Problem statement:
Return only the stretch of the material below that begins with the line containing "entry for that" and ends with the line containing "let top = svc.list_top(Some(5)).await?;", exactly; both of those lines belong to it.

Given data:
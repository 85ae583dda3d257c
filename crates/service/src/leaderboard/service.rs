use std::sync::Arc;

use tracing::info;

use crate::errors::ServiceError;
use crate::leaderboard::repository::LeaderboardRepository;
use models::{
    dto::{LeaderboardEntryDto, NewScoreDto},
    leaderboard_entry, player,
};

/// Leaderboard listings are truncated to this many rows when the caller
/// does not ask for a limit.
pub const DEFAULT_TOP_LIMIT: i64 = 10;

/// Business rules for leaderboard entries: one entry per existing player,
/// zero-initialized on creation, monotonic high score via score posting.
pub struct LeaderboardService<R: LeaderboardRepository> {
    repo: Arc<R>,
}

impl<R: LeaderboardRepository> LeaderboardService<R> {
    pub fn new(repo: Arc<R>) -> Self {
        Self { repo }
    }

    /// Entries joined with their player, ordered by total score descending.
    /// A non-positive limit yields an empty listing.
    pub async fn list_top(
        &self,
        limit: Option<i64>,
    ) -> Result<Vec<(leaderboard_entry::Model, Option<player::Model>)>, ServiceError> {
        let limit = limit.unwrap_or(DEFAULT_TOP_LIMIT).max(0) as u64;
        self.repo.top(limit).await
    }

    pub async fn get_by_id(&self, id: i64) -> Result<leaderboard_entry::Model, ServiceError> {
        self.repo
            .find_by_id(id)
            .await?
            .ok_or_else(|| ServiceError::not_found("leaderboard entry"))
    }

    /// Create an entry for an existing player without one. Games and score
    /// values supplied in the payload are ignored; a fresh entry starts at
    /// zero.
    pub async fn create(
        &self,
        data: &LeaderboardEntryDto,
    ) -> Result<leaderboard_entry::Model, ServiceError> {
        if !self.repo.player_exists(data.player_id).await? {
            return Err(ServiceError::bad_request("player does not exist"));
        }
        if self.repo.player_has_entry(data.player_id).await? {
            return Err(ServiceError::bad_request("player already has an entry"));
        }
        let created = self.repo.insert(data.player_id).await?;
        info!(id = created.id, player_id = created.player_id, "leaderboard_entry_created");
        Ok(created)
    }

    /// Full replace of player id, games-played and total score.
    ///
    /// Reassigning the entry to a different player is rejected unless the
    /// new player exists and no entry references that player id.
    pub async fn update(&self, id: i64, data: &LeaderboardEntryDto) -> Result<(), ServiceError> {
        if data.id != id {
            return Err(ServiceError::bad_request("path id does not match payload id"));
        }
        let current = self
            .repo
            .find_by_id(id)
            .await?
            .ok_or_else(|| ServiceError::not_found("leaderboard entry"))?;
        if current.player_id != data.player_id
            && (!self.repo.player_exists(data.player_id).await?
                || self.repo.player_has_entry(data.player_id).await?)
        {
            return Err(ServiceError::bad_request("cannot move entry to that player"));
        }
        self.repo
            .update(current, data.player_id, data.games_played, data.total_score)
            .await
    }

    /// Record a finished game: games-played always increments, the total
    /// score only moves up when the posted score beats the stored one.
    pub async fn post_score(&self, score: &NewScoreDto) -> Result<(), ServiceError> {
        let current = self
            .repo
            .find_by_player(score.player_id)
            .await?
            .ok_or_else(|| ServiceError::bad_request("no entry for that player"))?;
        let games_played = current.games_played + 1;
        let total_score = if score.total_score > current.total_score {
            score.total_score
        } else {
            current.total_score
        };
        self.repo.record_score(current, games_played, total_score).await
    }

    pub async fn delete(&self, id: i64) -> Result<(), ServiceError> {
        let current = self
            .repo
            .find_by_id(id)
            .await?
            .ok_or_else(|| ServiceError::not_found("leaderboard entry"))?;
        self.repo.delete(current).await
    }
}

#[cfg(test)]
mod tests {
    use super::*;
    use crate::leaderboard::repository::SeaOrmLeaderboardRepository;
    use crate::test_support::seeded_db;
    use sea_orm::EntityTrait;

    async fn service() -> Result<LeaderboardService<SeaOrmLeaderboardRepository>, anyhow::Error> {
        let db = seeded_db().await?;
        Ok(LeaderboardService::new(Arc::new(SeaOrmLeaderboardRepository { db })))
    }

    fn entry_payload(id: i64, player_id: i64, games: i64, score: i64) -> LeaderboardEntryDto {
        LeaderboardEntryDto {
            id,
            player_id,
            games_played: games,
            total_score: score,
        }
    }

    #[tokio::test]
    async fn top_defaults_to_ten_rows_ordered_by_score() -> Result<(), anyhow::Error> {
        let svc = service().await?;
        let top = svc.list_top(None).await?;
        assert_eq!(top.len(), 10);
        let scores: Vec<i64> = top.iter().map(|(e, _)| e.total_score).collect();
        assert_eq!(scores, vec![1000, 900, 800, 700, 600, 500, 400, 300, 200, 100]);
        Ok(())
    }

    #[tokio::test]
    async fn top_truncates_to_limit_and_joins_player() -> Result<(), anyhow::Error> {
        let svc = service().await?;
        let top = svc.list_top(Some(5)).await?;
        let ids: Vec<i64> = top.iter().map(|(e, _)| e.id).collect();
        assert_eq!(ids, vec![10, 9, 8, 7, 6]);
        let first_owner = top[0].1.as_ref().unwrap();
        assert_eq!(first_owner.first_name, "Pete");

        // A limit past the row count returns everything there is
        assert_eq!(svc.list_top(Some(50)).await?.len(), 10);
        Ok(())
    }

    #[tokio::test]
    async fn non_positive_limit_yields_empty_listing() -> Result<(), anyhow::Error> {
        let svc = service().await?;
        assert!(svc.list_top(Some(0)).await?.is_empty());
        assert!(svc.list_top(Some(-3)).await?.is_empty());
        Ok(())
    }

    #[tokio::test]
    async fn get_by_id_reports_not_found_when_absent() -> Result<(), anyhow::Error> {
        let svc = service().await?;
        assert_eq!(svc.get_by_id(3).await?.total_score, 300);
        assert!(matches!(svc.get_by_id(100).await, Err(ServiceError::NotFound(_))));
        Ok(())
    }

    #[tokio::test]
    async fn create_starts_at_zero_and_ignores_supplied_stats() -> Result<(), anyhow::Error> {
        let svc = service().await?;
        // Player 11 is seeded without an entry
        let created = svc.create(&entry_payload(0, 11, 99, 9999)).await?;
        assert_eq!(created.player_id, 11);
        assert_eq!(created.games_played, 0);
        assert_eq!(created.total_score, 0);
        Ok(())
    }

    #[tokio::test]
    async fn create_requires_an_existing_player_without_entry() -> Result<(), anyhow::Error> {
        let svc = service().await?;
        let missing = svc.create(&entry_payload(0, 100, 0, 0)).await;
        assert!(matches!(missing, Err(ServiceError::BadRequest(_))));

        let taken = svc.create(&entry_payload(0, 1, 0, 0)).await;
        assert!(matches!(taken, Err(ServiceError::BadRequest(_))));
        Ok(())
    }

    #[tokio::test]
    async fn update_requires_matching_ids() -> Result<(), anyhow::Error> {
        let svc = service().await?;
        let result = svc.update(1, &entry_payload(2, 1, 1, 100)).await;
        assert!(matches!(result, Err(ServiceError::BadRequest(_))));
        Ok(())
    }

    #[tokio::test]
    async fn update_of_missing_entry_reports_not_found() -> Result<(), anyhow::Error> {
        let svc = service().await?;
        let result = svc.update(100, &entry_payload(100, 1, 1, 100)).await;
        assert!(matches!(result, Err(ServiceError::NotFound(_))));
        Ok(())
    }

    #[tokio::test]
    async fn update_overwrites_stats_for_same_player() -> Result<(), anyhow::Error> {
        let svc = service().await?;
        svc.update(1, &entry_payload(1, 1, 5, 550)).await?;
        let updated = svc.get_by_id(1).await?;
        assert_eq!(updated.games_played, 5);
        assert_eq!(updated.total_score, 550);
        Ok(())
    }

    // Pins the literal reassignment rule: the move is rejected when the new
    // player is missing or any entry already carries that player id.
    #[tokio::test]
    async fn reassignment_is_allowed_only_to_a_free_existing_player() -> Result<(), anyhow::Error> {
        let svc = service().await?;

        // Player 11 exists and owns no entry: allowed
        svc.update(1, &entry_payload(1, 11, 1, 100)).await?;
        assert_eq!(svc.get_by_id(1).await?.player_id, 11);

        // Player 10 already owns entry 10: rejected
        let taken = svc.update(2, &entry_payload(2, 10, 2, 200)).await;
        assert!(matches!(taken, Err(ServiceError::BadRequest(_))));

        // Player 999 does not exist: rejected
        let missing = svc.update(2, &entry_payload(2, 999, 2, 200)).await;
        assert!(matches!(missing, Err(ServiceError::BadRequest(_))));
        Ok(())
    }

    #[tokio::test]
    async fn posting_a_low_score_only_bumps_games_played() -> Result<(), anyhow::Error> {
        let svc = service().await?;
        // Entry 1: games_played = 1, total_score = 100
        svc.post_score(&NewScoreDto { player_id: 1, total_score: 50 }).await?;
        let entry = svc.get_by_id(1).await?;
        assert_eq!(entry.games_played, 2);
        assert_eq!(entry.total_score, 100);
        Ok(())
    }

    #[tokio::test]
    async fn posting_a_high_score_updates_the_total() -> Result<(), anyhow::Error> {
        let svc = service().await?;
        svc.post_score(&NewScoreDto { player_id: 1, total_score: 150 }).await?;
        let entry = svc.get_by_id(1).await?;
        assert_eq!(entry.games_played, 2);
        assert_eq!(entry.total_score, 150);

        // Equal score is not "strictly greater"
        svc.post_score(&NewScoreDto { player_id: 1, total_score: 150 }).await?;
        let entry = svc.get_by_id(1).await?;
        assert_eq!(entry.games_played, 3);
        assert_eq!(entry.total_score, 150);
        Ok(())
    }

    #[tokio::test]
    async fn posting_for_a_player_without_entry_is_rejected() -> Result<(), anyhow::Error> {
        let svc = service().await?;
        let result = svc.post_score(&NewScoreDto { player_id: 11, total_score: 10 }).await;
        assert!(matches!(result, Err(ServiceError::BadRequest(_))));
        Ok(())
    }

    #[tokio::test]
    async fn delete_removes_the_entry() -> Result<(), anyhow::Error> {
        let svc = service().await?;
        svc.delete(10).await?;
        assert!(matches!(svc.get_by_id(10).await, Err(ServiceError::NotFound(_))));
        assert!(matches!(svc.delete(100).await, Err(ServiceError::NotFound(_))));
        Ok(())
    }

    #[tokio::test]
    async fn stale_write_after_row_deletion_reports_not_found() -> Result<(), anyhow::Error> {
        let db = seeded_db().await?;
        let repo = SeaOrmLeaderboardRepository { db: db.clone() };
        let stale = repo.find_by_id(10).await?.unwrap();

        models::leaderboard_entry::Entity::delete_by_id(10).exec(&db).await?;

        let result = repo.update(stale, 10, 11, 1100).await;
        assert!(matches!(result, Err(ServiceError::NotFound(_))));
        Ok(())
    }
}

Output for this task:
            .ok_or_else(|| ServiceError::bad_request("no entry for that player"))?;
        let games_played = current.games_played + 1;
        let total_score = if score.total_score > current.total_score {
            score.total_score
        } else {
            current.total_score
        };
        self.repo.record_score(current, games_played, total_score).await
    }

    pub async fn delete(&self, id: i64) -> Result<(), ServiceError> {
        let current = self
            .repo
            .find_by_id(id)
            .await?
            .ok_or_else(|| ServiceError::not_found("leaderboard entry"))?;
        self.repo.delete(current).await
    }
}

#[cfg(test)]
mod tests {
    use super::*;
    use crate::leaderboard::repository::SeaOrmLeaderboardRepository;
    use crate::test_support::seeded_db;
    use sea_orm::EntityTrait;

    async fn service() -> Result<LeaderboardService<SeaOrmLeaderboardRepository>, anyhow::Error> {
        let db = seeded_db().await?;
        Ok(LeaderboardService::new(Arc::new(SeaOrmLeaderboardRepository { db })))
    }

    fn entry_payload(id: i64, player_id: i64, games: i64, score: i64) -> LeaderboardEntryDto {
        LeaderboardEntryDto {
            id,
            player_id,
            games_played: games,
            total_score: score,
        }
    }

    #[tokio::test]
    async fn top_defaults_to_ten_rows_ordered_by_score() -> Result<(), anyhow::Error> {
        let svc = service().await?;
        let top = svc.list_top(None).await?;
        assert_eq!(top.len(), 10);
        let scores: Vec<i64> = top.iter().map(|(e, _)| e.total_score).collect();
        assert_eq!(scores, vec![1000, 900, 800, 700, 600, 500, 400, 300, 200, 100]);
        Ok(())
    }

    #[tokio::test]
    async fn top_truncates_to_limit_and_joins_player() -> Result<(), anyhow::Error> {
        let svc = service().await?;
        let top = svc.list_top(Some(5)).await?;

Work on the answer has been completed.